For many years — in the 1970s, the electron microscope was the only way to look into the cell and observe the minute beings that play such an important role in our lives such as viruses. However, the powerful beam of the electron microscope would destroy biological material, so it was believed that such microscopy could only reveal images of dead cells and dead organisms. Also it was then impossible to view solutions as water would evaporate under the microscope’s vacuum.
That was until this year’s laureate Richard Henderson came on to the scene. To get the sharpest images he travelled to the best electron microscopes in the world. They all had their weaknesses, but complemented each other. Finally, in 1990, 15 years after he had published the first model, Prof. Henderson achieved his goal and was able to present a structure of bacteriorhodopsin at atomic resolution.
However the problem still remained of imaging biological molecules which got destroyed when the electron beam of the microscope was focused on them at normal temperatures.
“Cryo”, short for cryogenic refers to very low temperatures. Though the actual temperature is not well defined, it is below minus 150°C. In the context of electron microscopy, it refers to the fact that the object to be imaged is frozen to such low temperatures to facilitate being studied under the beam of the electron microscope.

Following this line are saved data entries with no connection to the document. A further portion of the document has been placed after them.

use std::collections::HashMap;
use std::pin::Pin;
use std::sync::Arc;
use std::time::Duration;

use async_trait::async_trait;
use futures_core::Stream;
use serde::Serialize;
use serde::de::DeserializeOwned;

use crate::error::TornadoError;

/// HTTP methods understood by the transport abstraction.
#[derive(Debug, Clone, Copy, PartialEq, Eq)]
pub enum HttpMethod {
    Get,
    Post,
    Put,
    Patch,
    Delete,
}

impl HttpMethod {
    pub fn as_str(&self) -> &'static str {
        match self {
            Self::Get => "GET",
            Self::Post => "POST",
            Self::Put => "PUT",
            Self::Patch => "PATCH",
            Self::Delete => "DELETE",
        }
    }
}

/// Minimal HTTP request shared by every provider and endpoint.
#[derive(Debug, Clone)]
pub struct HttpRequest {
    pub method: HttpMethod,
    pub url: String,
    pub headers: HashMap<String, String>,
    pub body: Option<Vec<u8>>,
    pub timeout: Option<Duration>,
}

impl HttpRequest {
    /// Builds a POST request carrying a JSON body.
    ///
    /// # Examples
    ///
    /// ```
    /// use tornado_llm::http::{HttpMethod, HttpRequest};
    ///
    /// let request = HttpRequest::post_json("https://example.com", br"{}".to_vec());
    /// assert_eq!(request.method, HttpMethod::Post);
    /// assert_eq!(request.headers.get("Content-Type"), Some(&"application/json".to_string()));
    /// ```
    pub fn post_json(url: impl Into<String>, body: Vec<u8>) -> Self {
        Self {
            method: HttpMethod::Post,
            url: url.into(),
            headers: HashMap::from([("Content-Type".to_string(), "application/json".to_string())]),
            body: Some(body),
            timeout: None,
        }
    }

    /// Builds a body-less request such as GET or DELETE.
    pub fn empty(method: HttpMethod, url: impl Into<String>) -> Self {
        Self {
            method,
            url: url.into(),
            headers: HashMap::new(),
            body: None,
            timeout: None,
        }
    }

    /// Merges `headers` into the request, replacing values with the same name.
    ///
    /// ```
    /// use std::collections::HashMap;
    /// use tornado_llm::http::HttpRequest;
    ///
    /// let request = HttpRequest::post_json("https://example.com", br"{}".to_vec())
    ///     .with_headers(HashMap::from([("Authorization".into(), "Bearer test".into())]));
    /// assert_eq!(request.headers.get("Authorization"), Some(&"Bearer test".to_string()));
    /// assert_eq!(request.headers.get("Content-Type"), Some(&"application/json".to_string()));
    /// ```
    pub fn with_headers(mut self, headers: HashMap<String, String>) -> Self {
        self.headers.extend(headers);
        self
    }

    pub fn with_timeout(mut self, timeout: Duration) -> Self {
        self.timeout = Some(timeout);
        self
    }
}

/// Fully buffered HTTP response.
#[derive(Debug, Clone)]
pub struct HttpResponse {
    pub status: u16,
    pub headers: HashMap<String, String>,
    pub body: Vec<u8>,
}

impl HttpResponse {
    pub fn is_success(&self) -> bool {
        (200..300).contains(&self.status)
    }

    /// Case-insensitive header lookup.
    pub fn header(&self, name: &str) -> Option<&str> {
        find_header(&self.headers, name)
    }

    /// Converts the body into a UTF-8 string.
    ///
    /// ```
    /// use tornado_llm::http::HttpResponse;
    ///
    /// let response = HttpResponse { status: 200, headers: Default::default(), body: b"ok".to_vec() };
    /// assert_eq!(response.into_string().unwrap(), "ok");
    /// ```
    ///
    /// # Errors
    ///
    /// Returns [`TornadoError::Transport`] when the body is not valid UTF-8.
    pub fn into_string(self) -> Result<String, TornadoError> {
        String::from_utf8(self.body).map_err(|err| TornadoError::transport(err.to_string()))
    }
}

/// HTTP response whose body is consumed incrementally.
pub struct HttpStreamResponse {
    pub status: u16,
    pub headers: HashMap<String, String>,
    pub body: HttpBodyStream,
}

impl HttpStreamResponse {
    pub fn is_success(&self) -> bool {
        (200..300).contains(&self.status)
    }

    /// Drains the body so a failed status can be reported with its payload.
    pub async fn into_response(self) -> Result<HttpResponse, TornadoError> {
        use futures_util::StreamExt;

        let mut body = Vec::new();
        let mut stream = self.body;
        while let Some(chunk) = stream.next().await {
            body.extend_from_slice(&chunk?);
        }
        Ok(HttpResponse {
            status: self.status,
            headers: self.headers,
            body,
        })
    }
}

/// Body stream returned by [`HttpTransport::send_stream`].
pub type HttpBodyStream = Pin<Box<dyn Stream<Item = Result<Vec<u8>, TornadoError>> + Send>>;

pub(crate) fn find_header<'a>(headers: &'a HashMap<String, String>, name: &str) -> Option<&'a str> {
    headers
        .iter()
        .find(|(key, _)| key.eq_ignore_ascii_case(name))
        .map(|(_, value)| value.as_str())
}

/// Seam between providers and the concrete HTTP client.
///
/// The crate ships [`reqwest::ReqwestTransport`]; tests substitute in-memory
/// implementations that replay canned vendor payloads.
#[async_trait]
pub trait HttpTransport: Send + Sync {
    /// Sends a request and resolves once the full response is buffered.
    ///
    /// # Examples
    ///
    /// ```
    /// # use async_trait::async_trait;
    /// # use tornado_llm::http::{HttpTransport, HttpRequest, HttpResponse, HttpStreamResponse};
    /// # use tornado_llm::error::TornadoError;
    /// # use futures_util::stream;
    /// struct MemoryTransport;
    ///
    /// #[async_trait]
    /// impl HttpTransport for MemoryTransport {
    ///     async fn send(&self, request: HttpRequest) -> Result<HttpResponse, TornadoError> {
    ///         Ok(HttpResponse { status: 200, headers: request.headers, body: b"ok".to_vec() })
    ///     }
    ///     async fn send_stream(&self, request: HttpRequest) -> Result<HttpStreamResponse, TornadoError> {
    ///         Ok(HttpStreamResponse { status: 200, headers: request.headers, body: Box::pin(stream::empty()) })
    ///     }
    /// }
    ///
    /// # tokio::runtime::Runtime::new().unwrap().block_on(async {
    /// let response = MemoryTransport
    ///     .send(HttpRequest::post_json("https://example.com", br"{}".to_vec()))
    ///     .await
    ///     .unwrap();
    /// assert_eq!(response.status, 200);
    /// # });
    /// ```
    ///
    /// # Errors
    ///
    /// Network failures map to [`TornadoError::Transport`]. Non-2xx statuses are
    /// returned as responses, not errors.
    async fn send(&self, request: HttpRequest) -> Result<HttpResponse, TornadoError>;

    /// Sends a request and returns the body as a byte stream.
    async fn send_stream(&self, request: HttpRequest)
    -> Result<HttpStreamResponse, TornadoError>;
}

/// Thread-safe handle to a transport implementation.
pub type DynHttpTransport = Arc<dyn HttpTransport>;

fn serialize_body<T: Serialize>(body: &T) -> Result<Vec<u8>, TornadoError> {
    serde_json::to_vec(body).map_err(|err| TornadoError::Validation {
        message: format!("failed to serialize request: {err}"),
    })
}

/// Serializes `body` to JSON and POSTs it with the given headers.
///
/// ```
/// # use std::collections::HashMap;
/// # use async_trait::async_trait;
/// # use tornado_llm::http::{post_json_with_headers, HttpTransport, HttpRequest, HttpResponse, HttpStreamResponse};
/// # use tornado_llm::error::TornadoError;
/// # use serde_json::json;
/// struct MockTransport;
///
/// #[async_trait]
/// impl HttpTransport for MockTransport {
///     async fn send(&self, request: HttpRequest) -> Result<HttpResponse, TornadoError> {
///         assert_eq!(request.headers.get("X-Test"), Some(&"ok".to_string()));
///         Ok(HttpResponse { status: 200, headers: request.headers, body: request.body.unwrap_or_default() })
///     }
///     async fn send_stream(&self, _request: HttpRequest) -> Result<HttpStreamResponse, TornadoError> {
///         unimplemented!()
///     }
/// }
///
/// # tokio::runtime::Runtime::new().unwrap().block_on(async {
/// let headers = HashMap::from([("X-Test".to_string(), "ok".to_string())]);
/// let response = post_json_with_headers(&MockTransport, "https://example.com", headers, &json!({"ping": "pong"}))
///     .await
///     .unwrap();
/// assert_eq!(response.status, 200);
/// # });
/// ```
///
/// # Errors
///
/// Returns [`TornadoError::Validation`] if serialization fails, otherwise whatever
/// [`HttpTransport::send`] reports.
pub async fn post_json_with_headers<T: Serialize>(
    transport: &dyn HttpTransport,
    url: impl Into<String>,
    headers: HashMap<String, String>,
    body: &T,
) -> Result<HttpResponse, TornadoError> {
    let request = HttpRequest::post_json(url, serialize_body(body)?).with_headers(headers);
    tracing::trace!(url = %request.url, "POST");
    transport.send(request).await
}

/// Streaming counterpart of [`post_json_with_headers`], used for SSE endpoints.
pub async fn post_json_stream_with_headers<T: Serialize>(
    transport: &dyn HttpTransport,
    url: impl Into<String>,
    headers: HashMap<String, String>,
    body: &T,
) -> Result<HttpStreamResponse, TornadoError> {
    let mut headers = headers;
    headers
        .entry("Accept".to_string())
        .or_insert_with(|| "text/event-stream".to_string());
    let request = HttpRequest::post_json(url, serialize_body(body)?).with_headers(headers);
    tracing::trace!(url = %request.url, "POST (stream)");
    transport.send_stream(request).await
}

/// Issues a GET request with the given headers.
pub async fn get_with_headers(
    transport: &dyn HttpTransport,
    url: impl Into<String>,
    headers: HashMap<String, String>,
) -> Result<HttpResponse, TornadoError> {
    send_empty(transport, HttpMethod::Get, url.into(), headers).await
}

/// Issues a DELETE request with the given headers.
pub async fn delete_with_headers(
    transport: &dyn HttpTransport,
    url: impl Into<String>,
    headers: HashMap<String, String>,
) -> Result<HttpResponse, TornadoError> {
    send_empty(transport, HttpMethod::Delete, url.into(), headers).await
}

async fn send_empty(
    transport: &dyn HttpTransport,
    method: HttpMethod,
    url: String,
    headers: HashMap<String, String>,
) -> Result<HttpResponse, TornadoError> {
    let request = HttpRequest::empty(method, url).with_headers(headers);
    tracing::trace!(method = method.as_str(), url = %request.url, "request");
    transport.send(request).await
}

/// Returns the body text of a 2xx response, or the classified vendor error.
///
/// `parse_error` maps a vendor error body to a [`TornadoError`]. It receives the
/// HTTP status, the raw body and the parsed `Retry-After` hint.
pub(crate) fn ensure_success<F>(response: HttpResponse, parse_error: F) -> Result<String, TornadoError>
where
    F: FnOnce(u16, &str, Option<Duration>) -> TornadoError,
{
    let status = response.status;
    let retry_after = crate::provider::retry::retry_after_from_headers(&response.headers);
    let text = response.into_string()?;
    if (200..300).contains(&status) {
        Ok(text)
    } else {
        Err(parse_error(status, &text, retry_after))
    }
}

/// Streaming counterpart of [`ensure_success`]: failed responses are drained
/// and classified, successful ones are handed back untouched.
pub(crate) async fn ensure_stream_success<F>(
    response: HttpStreamResponse,
    parse_error: F,
) -> Result<HttpStreamResponse, TornadoError>
where
    F: FnOnce(u16, &str, Option<Duration>) -> TornadoError,
{
    if response.is_success() {
        return Ok(response);
    }
    let response = response.into_response().await?;
    let status = response.status;
    let retry_after = crate::provider::retry::retry_after_from_headers(&response.headers);
    let text = String::from_utf8_lossy(&response.body).into_owned();
    Err(parse_error(status, &text, retry_after))
}

/// Deserializes a vendor JSON payload.
pub(crate) fn parse_json<T: DeserializeOwned>(
    provider: &'static str,
    text: &str,
) -> Result<T, TornadoError> {
    serde_json::from_str(text).map_err(|err| TornadoError::Provider {
        provider,
        message: format!("failed to parse response: {err}"),
    })
}

pub mod reqwest;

This method is so effective that even in recent times, it has been used to image the elusive Zika virus: When researchers began to suspect that the Zika virus was causing the epidemic of brain-damaged newborns in Brazil, they turned to cryo-EM to visualise the virus. Over a few months, threedimensional (3D) images of the virus at atomic resolution were generated and researchers could start searching for potential targets for pharmaceuticals.

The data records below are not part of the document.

use std::collections::HashMap;

use serde::{Deserialize, Serialize};
use serde_json::Value;

/// Non-streaming Messages API response.
#[derive(Debug, Clone, Serialize, Deserialize)]
pub(crate) struct AnthropicMessageResponse {
    /// Some compatibility layers omit the `id`.
    #[serde(default)]
    pub(crate) id: Option<String>,
    #[serde(default)]
    pub(crate) model: Option<String>,
    #[serde(default)]
    pub(crate) content: Vec<AnthropicContentBlock>,
    #[serde(default)]
    pub(crate) stop_reason: Option<String>,
    #[serde(default)]
    pub(crate) stop_sequence: Option<String>,
    #[serde(default)]
    pub(crate) usage: Option<AnthropicUsage>,
}

/// Content block in a response (`text`, `tool_use`, `thinking`, ...).
#[derive(Debug, Clone, Serialize, Deserialize)]
pub(crate) struct AnthropicContentBlock {
    #[serde(rename = "type")]
    pub(crate) kind: String,
    #[serde(default, skip_serializing_if = "Option::is_none")]
    pub(crate) text: Option<String>,
    #[serde(default, skip_serializing_if = "Option::is_none")]
    pub(crate) id: Option<String>,
    #[serde(default, skip_serializing_if = "Option::is_none")]
    pub(crate) name: Option<String>,
    #[serde(default, skip_serializing_if = "Option::is_none")]
    pub(crate) input: Option<Value>,
    #[serde(default, skip_serializing_if = "Option::is_none")]
    pub(crate) thinking: Option<String>,
    #[serde(default, skip_serializing_if = "Option::is_none")]
    pub(crate) signature: Option<String>,
    #[serde(flatten)]
    pub(crate) extra: HashMap<String, Value>,
}

#[derive(Debug, Clone, Serialize, Deserialize, Default)]
pub(crate) struct AnthropicUsage {
    #[serde(default)]
    pub(crate) input_tokens: Option<u64>,
    #[serde(default)]
    pub(crate) output_tokens: Option<u64>,
    #[serde(default)]
    pub(crate) cache_creation_input_tokens: Option<u64>,
    #[serde(default)]
    pub(crate) cache_read_input_tokens: Option<u64>,
}

/// Named SSE events of a streamed message. The `type` field mirrors the SSE
/// `event:` name.
#[derive(Debug, Clone, Deserialize)]
#[serde(tag = "type", rename_all = "snake_case")]
pub(crate) enum AnthropicStreamEvent {
    MessageStart {
        message: AnthropicStreamMessage,
    },
    ContentBlockStart {
        index: usize,
        content_block: AnthropicContentBlock,
    },
    ContentBlockDelta {
        index: usize,
        delta: AnthropicBlockDelta,
    },
    ContentBlockStop {
        #[allow(dead_code)]
        index: usize,
    },
    MessageDelta {
        delta: AnthropicMessageDeltaBody,
        #[serde(default)]
        usage: Option<AnthropicUsage>,
    },
    MessageStop,
    Ping,
    Error {
        error: AnthropicErrorBody,
    },
}

#[derive(Debug, Clone, Deserialize)]
pub(crate) struct AnthropicStreamMessage {
    #[serde(default)]
    pub(crate) id: Option<String>,
    #[serde(default)]
    pub(crate) model: Option<String>,
    #[serde(default)]
    pub(crate) usage: Option<AnthropicUsage>,
}

#[derive(Debug, Clone, Deserialize)]
#[serde(tag = "type", rename_all = "snake_case")]
pub(crate) enum AnthropicBlockDelta {
    TextDelta { text: String },
    InputJsonDelta { partial_json: String },
    ThinkingDelta { thinking: String },
    SignatureDelta { signature: String },
    #[serde(other)]
    Unknown,
}

#[derive(Debug, Clone, Deserialize)]
pub(crate) struct AnthropicMessageDeltaBody {
    #[serde(default)]
    pub(crate) stop_reason: Option<String>,
}

#[derive(Debug, Clone, Deserialize)]
pub(crate) struct AnthropicErrorBody {
    #[serde(rename = "type", default)]
    pub(crate) kind: Option<String>,
    #[serde(default)]
    pub(crate) message: Option<String>,
}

The question was whether the method could be generalised: would it be possible to use an electron microscope to generate high-resolution 3D images of proteins that were randomly scattered in the sample and oriented in different directions?

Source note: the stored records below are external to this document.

use std::collections::HashMap;
use std::path::Path;
use std::sync::Arc;

use serde::{Deserialize, Serialize};
use serde_json::Value;

use crate::client::TornadoClient;
use crate::error::TornadoError;
use crate::http::DynHttpTransport;
use crate::provider::DynProvider;
use crate::provider::anthropic_messages::AnthropicMessagesProvider;
use crate::provider::google_gemini::GoogleGeminiProvider;
use crate::provider::openai_chat::{OpenAiChatProvider, OpenAiCompatible};

/// One callable backend, registered on the client under `handle`.
#[derive(Debug, Clone, Serialize, Deserialize)]
pub struct ModelConfig {
    /// Caller-chosen name, e.g. `default-openai`.
    pub handle: String,
    pub provider: ProviderKind,
    #[serde(default)]
    pub credential: Credential,
    #[serde(default)]
    pub default_model: Option<String>,
    #[serde(default)]
    pub base_url: Option<String>,
    /// Vendor-specific settings: `organization`, `project` and `headers` for
    /// OpenAI-style backends, `version` and `beta` for Anthropic.
    #[serde(default)]
    pub extra: HashMap<String, Value>,
}

/// Wire protocol behind a handle: `"open_ai_chat"`, `"anthropic_messages"`,
/// `"google_gemini"`, `{"compatible": "<vendor>"}` or `"custom"`.
#[derive(Debug, Clone, Copy, PartialEq, Eq, Serialize, Deserialize)]
#[serde(rename_all = "snake_case")]
pub enum ProviderKind {
    OpenAiChat,
    AnthropicMessages,
    GoogleGemini,
    /// A known OpenAI-compatible vendor, e.g. `{"compatible": "groq"}`.
    Compatible(OpenAiCompatible),
    /// Any other OpenAI-compatible server; `base_url` is required.
    Custom,
}

impl ProviderKind {
    fn name(&self) -> &'static str {
        match self {
            Self::OpenAiChat => "openai_chat",
            Self::AnthropicMessages => "anthropic_messages",
            Self::GoogleGemini => "google_gemini",
            Self::Compatible(vendor) => vendor.name(),
            Self::Custom => "openai_compatible",
        }
    }
}

/// How a handle authenticates, tagged by `type`.
#[derive(Debug, Clone, Default, Serialize, Deserialize)]
#[serde(tag = "type", rename_all = "snake_case")]
pub enum Credential {
    ApiKey { key: String },
    Bearer { token: String },
    /// Read from an environment variable when the client is built.
    Env { var: String },
    /// For local servers that do not authenticate.
    #[default]
    None,
}

impl Credential {
    /// Returns the secret, or `None` for [`Credential::None`].
    pub fn resolve(&self) -> Result<Option<String>, TornadoError> {
        match self {
            Self::ApiKey { key } => Ok(Some(key.clone())),
            Self::Bearer { token } => Ok(Some(token.clone())),
            Self::Env { var } => std::env::var(var).map(Some).map_err(|err| {
                TornadoError::InvalidConfig {
                    field: "credential".to_string(),
                    reason: format!("environment variable {var}: {err}"),
                }
            }),
            Self::None => Ok(None),
        }
    }
}

/// Parses a JSON array of [`ModelConfig`] and checks handles are unique.
pub fn load_configs_from_str(json: &str) -> Result<Vec<ModelConfig>, TornadoError> {
    let configs: Vec<ModelConfig> =
        serde_json::from_str(json).map_err(|err| TornadoError::InvalidConfig {
            field: "models".to_string(),
            reason: err.to_string(),
        })?;

    let mut seen = std::collections::HashSet::new();
    for config in &configs {
        if config.handle.trim().is_empty() {
            return Err(TornadoError::InvalidConfig {
                field: "handle".to_string(),
                reason: "handle must not be empty".to_string(),
            });
        }
        if !seen.insert(config.handle.as_str()) {
            return Err(TornadoError::InvalidConfig {
                field: "handle".to_string(),
                reason: format!("duplicate handle {}", config.handle),
            });
        }
    }
    Ok(configs)
}

/// Reads a JSON config file and parses it like [`load_configs_from_str`].
pub async fn load_configs_from_path(path: impl AsRef<Path>) -> Result<Vec<ModelConfig>, TornadoError> {
    let path = path.as_ref();
    let text = tokio::fs::read_to_string(path)
        .await
        .map_err(|err| TornadoError::InvalidConfig {
            field: "path".to_string(),
            reason: format!("{}: {err}", path.display()),
        })?;
    let configs = load_configs_from_str(&text)?;
    tracing::debug!(path = %path.display(), count = configs.len(), "loaded model configs");
    Ok(configs)
}

/// Builds one provider per config over the shared `transport` and registers
/// each under its handle.
///
/// Credentials are resolved here, so a missing environment variable fails
/// with [`TornadoError::InvalidConfig`] before any request is made.
pub fn build_client_from_configs(
    configs: &[ModelConfig],
    transport: DynHttpTransport,
) -> Result<TornadoClient, TornadoError> {
    let mut builder = TornadoClient::builder();
    for config in configs {
        let provider = build_provider_from_config(config, transport.clone())?;
        builder = builder.register_handle(config.handle.clone(), provider);
    }
    Ok(builder.build())
}

fn build_provider_from_config(
    config: &ModelConfig,
    transport: DynHttpTransport,
) -> Result<DynProvider, TornadoError> {
    let provider: DynProvider = match config.provider {
        ProviderKind::OpenAiChat => {
            let api_key = require_key(config)?;
            let provider = OpenAiChatProvider::new(transport, api_key);
            Arc::new(apply_openai_settings(provider, config))
        }
        ProviderKind::Compatible(vendor) => {
            let api_key = require_key(config)?;
            let provider = OpenAiChatProvider::compatible(transport, vendor, api_key);
            Arc::new(apply_openai_settings(provider, config))
        }
        ProviderKind::Custom => {
            let base_url = config
                .base_url
                .clone()
                .ok_or_else(|| TornadoError::InvalidConfig {
                    field: "base_url".to_string(),
                    reason: format!("handle {} needs a base_url", config.handle),
                })?;
            let api_key = config.credential.resolve()?.unwrap_or_default();
            let provider = OpenAiChatProvider::custom(transport, base_url, api_key);
            Arc::new(apply_openai_settings(provider, config))
        }
        ProviderKind::AnthropicMessages => {
            let api_key = require_key(config)?;
            let mut provider = AnthropicMessagesProvider::new(transport, api_key);
            if let Some(base_url) = &config.base_url {
                provider = provider.with_base_url(base_url.clone());
            }
            if let Some(model) = &config.default_model {
                provider = provider.with_default_model(model.clone());
            }
            if let Some(version) = extra_str(config, "version") {
                provider = provider.with_version(version);
            }
            if let Some(beta) = extra_str(config, "beta") {
                provider = provider.with_beta(beta);
            }
            Arc::new(provider)
        }
        ProviderKind::GoogleGemini => {
            let api_key = require_key(config)?;
            let mut provider = GoogleGeminiProvider::new(transport, api_key);
            if let Some(base_url) = &config.base_url {
                provider = provider.with_base_url(base_url.clone());
            }
            if let Some(model) = &config.default_model {
                provider = provider.with_default_model(model.clone());
            }
            Arc::new(provider)
        }
    };
    Ok(provider)
}

fn apply_openai_settings(mut provider: OpenAiChatProvider, config: &ModelConfig) -> OpenAiChatProvider {
    if let Some(base_url) = &config.base_url {
        provider = provider.with_base_url(base_url.clone());
    }
    if let Some(model) = &config.default_model {
        provider = provider.with_default_model(model.clone());
    }
    if let Some(org) = extra_str(config, "organization") {
        provider = provider.with_organization(org);
    }
    if let Some(project) = extra_str(config, "project") {
        provider = provider.with_project(project);
    }
    if let Some(Value::Object(headers)) = config.extra.get("headers") {
        for (name, value) in headers {
            if let Value::String(value) = value {
                provider = provider.with_header(name.clone(), value.clone());
            }
        }
    }
    provider
}

fn require_key(config: &ModelConfig) -> Result<String, TornadoError> {
    config
        .credential
        .resolve()?
        .ok_or_else(|| TornadoError::Auth {
            message: format!(
                "provider {} (handle {}) requires a credential",
                config.provider.name(),
                config.handle
            ),
        })
}

fn extra_str(config: &ModelConfig, key: &str) -> Option<String> {
    match config.extra.get(key) {
        Some(Value::String(value)) => Some(value.clone()),
        _ => None,
    }
}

Prof. Frank had long worked to find a solution to just that problem. In 1975, he presented a theoretical strategy where the apparently minimal information found in the electron microscope’s two-dimensional images could be merged to generate a high-resolution, three-dimensional whole. Between 1975 and 1986, Prof. Frank succeeded in merging two fuzzy images of a molecule to get a three-dimensional image.
in 1978, Prof. Dubochet was recruited to the European Molecular Biology Laboratory in Heidelberg to solve another of the electron microscope’s basic problems: how biological samples dry out and are damaged when exposed to a vacuum. The solution he envisaged was to freeze water rapidly so that instead of solidifying into a crystalline solid, it freezes into a disordered state, which is like a glass. Though a glass appears to be solid, it is actually what is called a supercooled liquid in which individual molecules are arranged at random instead of a periodic crystalline solid structure. Prof. Dubochet realised that if he could freeze the water to form a glassy state, what is known as vitrified water, it would not dry up when excited by the beam.
In the early 1980s, Prof. Dubochet cooled water so rapidly that it solidified in its liquid form around a biological sample, allowing the biomolecules to retain their natural shape even in a vacuum. In 1984, he published the first images of a number of different viruses, round and hexagonal, that are shown in sharp contrast against the background of vitrified water.